§ REQUIREMENT
In this exercise, return each entry exactly as given.

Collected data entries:
════════════════════

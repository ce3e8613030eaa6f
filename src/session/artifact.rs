//! Script Artifact
//!
//! The transient on-disk script file one run executes: written verbatim
//! before spawn, read by the interpreter, deleted by the relay after the
//! grace interval. Write and delete failures are reported, never swallowed;
//! a leaked artifact means a later run at the same path could execute stale
//! content.

use std::fs;
use std::path::{Path, PathBuf};

use crate::error::{Error, Result};

/// Handle to the transient script file of one run
#[derive(Debug, Clone)]
pub struct ScriptArtifact {
    path: PathBuf,
}

impl ScriptArtifact {
    /// Create a handle for the given path; nothing is written yet
    pub fn new(path: PathBuf) -> Self {
        Self { path }
    }

    /// Path of the script file
    pub fn path(&self) -> &Path {
        &self.path
    }

    /// Whether the file currently exists
    pub fn exists(&self) -> bool {
        self.path.is_file()
    }

    /// Write the script source verbatim, replacing any previous content
    pub fn write(&self, source: &str) -> Result<()> {
        fs::write(&self.path, source).map_err(|e| Error::ArtifactWriteFailed {
            path: self.path.clone(),
            reason: e.to_string(),
        })
    }

    /// Delete the script file
    pub fn remove(&self) -> Result<()> {
        fs::remove_file(&self.path).map_err(|e| Error::CleanupFailed {
            path: self.path.clone(),
            reason: e.to_string(),
        })
    }
}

════════════════════

§ SOLUTION FOR THIS TASK
repository ce3e8613030eaa6f
filename src/session/artifact.rs
//! Script Artifact
//!
//! The transient on-disk script file one run executes: written verbatim
//! before spawn, read by the interpreter, deleted by the relay after the
//! grace interval. Write and delete failures are reported, never swallowed;
//! a leaked artifact means a later run at the same path could execute stale
//! content.

use std::fs;
use std::path::{Path, PathBuf};

use crate::error::{Error, Result};

/// Handle to the transient script file of one run
#[derive(Debug, Clone)]
pub struct ScriptArtifact {
    path: PathBuf,
}

impl ScriptArtifact {
    /// Create a handle for the given path; nothing is written yet
    pub fn new(path: PathBuf) -> Self {
        Self { path }
    }

    /// Path of the script file
    pub fn path(&self) -> &Path {
        &self.path
    }

    /// Whether the file currently exists
    pub fn exists(&self) -> bool {
        self.path.is_file()
    }

    /// Write the script source verbatim, replacing any previous content
    pub fn write(&self, source: &str) -> Result<()> {
        fs::write(&self.path, source).map_err(|e| Error::ArtifactWriteFailed {
            path: self.path.clone(),
            reason: e.to_string(),
        })
    }

    /// Delete the script file
    pub fn remove(&self) -> Result<()> {
        fs::remove_file(&self.path).map_err(|e| Error::CleanupFailed {
            path: self.path.clone(),
            reason: e.to_string(),
        })
    }
}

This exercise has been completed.